Rain tapering off by mid morning. The sun even emerges for one or two seconds, setting off a crow.
crows
September 13, 2022
Deep blue sky with last night’s rain still glistening in the understory. In the sun-drenched canopy, four crows sit yelling at a raven.
August 31, 2022
Sitting on the ridgetop I become subject to the crows’ concern. A pileated woodpecker veers from its course. The sun comes up.
July 26, 2022
It’s actually cold—54F/12C! A crow at the top of the tallest locust where the sun strikes has one thing to say and she is saying it.
April 4, 2022
Bare branches mellowing the sun’s blaze. Two crows fly into the woods and one flies out. There are eight million stories in the naked forest.
March 17, 2022
Rain tapping on the porch roof.
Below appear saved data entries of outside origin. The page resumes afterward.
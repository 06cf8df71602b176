// Test code patterns (expected in test files):
#![cfg_attr(test, allow(clippy::unwrap_used))]
#![cfg_attr(test, allow(clippy::expect_used))]

//! TeamWallet Shared Types and Utilities
//!
//! Database pool management, migrations and small types shared by the
//! API server, the billing core and the background worker.

pub mod db;
pub mod types;

pub use db::*;
pub use types::*;
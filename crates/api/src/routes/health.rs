//! Health check endpoints

use axum::{extract::State, http::StatusCode, Json};
use serde::Serialize;

use crate::state::AppState;

#[derive(Serialize)]
pub struct HealthResponse {
    pub status: &'static str,
    pub version: &'static str,
    pub database: &'static str,
    pub pool_size: u32,
    pub pool_idle: usize,
}

async fn database_reachable(state: &AppState) -> bool {
    sqlx::query("SELECT 1").execute(&state.pool).await.is_ok()
}

/// Health check endpoint
pub async fn health(State(state): State<AppState>) -> (StatusCode, Json<HealthResponse>) {
    let healthy = database_reachable(&state).await;
    if !healthy {
        tracing::warn!("Health check failed: database unreachable");
    }

    let (status, label) = if healthy {
        (StatusCode::OK, "healthy")
    } else {
        (StatusCode::SERVICE_UNAVAILABLE, "unhealthy")
    };

    (
        status,
        Json(HealthResponse {
            status: label,
            version: env!("CARGO_PKG_VERSION"),
            database: label,
            pool_size: state.pool.size(),
            pool_idle: state.pool.num_idle(),
        }),
    )
}

/// Liveness probe (just returns 200 if the server is running)
pub async fn liveness() -> StatusCode {
    StatusCode::OK
}

/// Readiness probe: the billing store must be reachable
pub async fn readiness(State(state): State<AppState>) -> StatusCode {
    if database_reachable(&state).await {
        StatusCode::OK
    } else {
        StatusCode::SERVICE_UNAVAILABLE
    }
}
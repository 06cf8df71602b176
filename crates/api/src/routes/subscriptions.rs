//! Subscription routes

use axum::{
    extract::{Extension, Path, Query, State},
    http::StatusCode,
    Json,
};
use serde::Deserialize;
use teamwallet_billing::{
    BillingCycle, CostBreakdown, CurrentSubscription, PlanChangePreview, PlanChangeRequest,
    PlanChangeResult, SubscribeRequest, SubscribeResult, SubscriptionStatus, TeamSubscription,
};
use teamwallet_shared::{PageParams, PaginatedResponse};
use uuid::Uuid;

use crate::{auth::TeamContext, error::ApiResult, state::AppState};

#[derive(Debug, Deserialize)]
pub struct PreviewChangeRequest {
    pub new_plan_id: Uuid,
    pub new_member_count: i32,
}

#[derive(Debug, Deserialize)]
pub struct CalculateCostRequest {
    pub plan_id: Uuid,
    pub member_count: i32,
    pub billing_cycle: BillingCycle,
}

#[derive(Debug, Default, Deserialize)]
pub struct HistoryQuery {
    pub page: Option<i64>,
    pub limit: Option<i64>,
    pub status: Option<SubscriptionStatus>,
}

/// Buy a new subscription, paid from the wallet
pub async fn subscribe(
    State(state): State<AppState>,
    Extension(team): Extension<TeamContext>,
    Json(request): Json<SubscribeRequest>,
) -> ApiResult<(StatusCode, Json<SubscribeResult>)> {
    let result = state
        .billing
        .subscriptions
        .subscribe(team.team_id.as_uuid(), request)
        .await?;
    Ok((StatusCode::CREATED, Json(result)))
}

pub async fn get_current_subscription(
    State(state): State<AppState>,
    Extension(team): Extension<TeamContext>,
) -> ApiResult<Json<CurrentSubscription>> {
    let current = state
        .billing
        .subscriptions
        .get_current_subscription(team.team_id.as_uuid())
        .await?;
    Ok(Json(current))
}

pub async fn get_subscription_history(
    State(state): State<AppState>,
    Extension(team): Extension<TeamContext>,
    Query(query): Query<HistoryQuery>,
) -> ApiResult<Json<PaginatedResponse<TeamSubscription>>> {
    let page = PageParams {
        page: query.page,
        limit: query.limit,
    };
    let history = state
        .billing
        .subscriptions
        .get_subscription_history(team.team_id.as_uuid(), page, query.status)
        .await?;
    Ok(Json(history))
}

/// Quote a plan/seat change without applying it
pub async fn preview_plan_change(
    State(state): State<AppState>,
    Extension(team): Extension<TeamContext>,
    Json(request): Json<PreviewChangeRequest>,
) -> ApiResult<Json<PlanChangePreview>> {
    let preview = state
        .billing
        .subscriptions
        .preview_plan_change(team.team_id.as_uuid(), request.new_plan_id, request.new_member_count)
        .await?;
    Ok(Json(preview))
}

pub async fn change_plan(
    State(state): State<AppState>,
    Extension(team): Extension<TeamContext>,
    Json(request): Json<PlanChangeRequest>,
) -> ApiResult<Json<PlanChangeResult>> {
    let result = state
        .billing
        .subscriptions
        .change_plan(team.team_id.as_uuid(), request)
        .await?;
    Ok(Json(result))
}

/// Price a subscription without buying it; team context only gates access
pub async fn calculate_cost(
    State(state): State<AppState>,
    Extension(_team): Extension<TeamContext>,
    Json(request): Json<CalculateCostRequest>,
) -> ApiResult<Json<CostBreakdown>> {
    let cost = state
        .billing
        .subscriptions
        .calculate_cost(request.plan_id, request.member_count, request.billing_cycle)
        .await?;
    Ok(Json(cost))
}

pub async fn cancel_subscription(
    State(state): State<AppState>,
    Extension(team): Extension<TeamContext>,
    Path(subscription_id): Path<Uuid>,
) -> ApiResult<Json<TeamSubscription>> {
    let cancelled = state
        .billing
        .subscriptions
        .cancel_subscription(team.team_id.as_uuid(), subscription_id)
        .await?;
    Ok(Json(cancelled))
}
Robin song echoes off the hillside. From down-hollow, the sound of a crow mob.
March 1, 2022
The sky clears at about the same rate as caffeine clears my head—a transitory state, no doubt, and host to a mob of crows.
February 22, 2022
Gray with occasional showers. Distant crows. The face that I can’t unsee in the big red maple trunk with its expression of perpetual dismay.
February 14, 2022
Instead of the gloomy morning I was expecting, the sky’s clear and there’s a fresh inch of dry snow. The crows are still exclaiming over it.
January 24, 2022
Clear and still, with yesterday’s snow still clinging to the trees. Bergamot seedheads sport wizards’ caps. Crows yell about the sunrise.
January 23, 2022
A warmer morning, and all the birds are calling: Carolina wren, robin, crows, a flicker. Squirrels chase back and forth across the snow.
December 16, 2021
Clear at dawn. The extended gargle of a jake-braking truck. A crow flies silently overhead and returns a minute later with its call.
November 29, 2021
A scurf of fresh snow. Crows getting told off by a raven. Bright patches in the sky—which holds the sun?
November 5, 2021
A lone crow like a town crier repeating the same bit of news: how the rising sun, newly naked, is ablaze beneath the crowns of the oaks.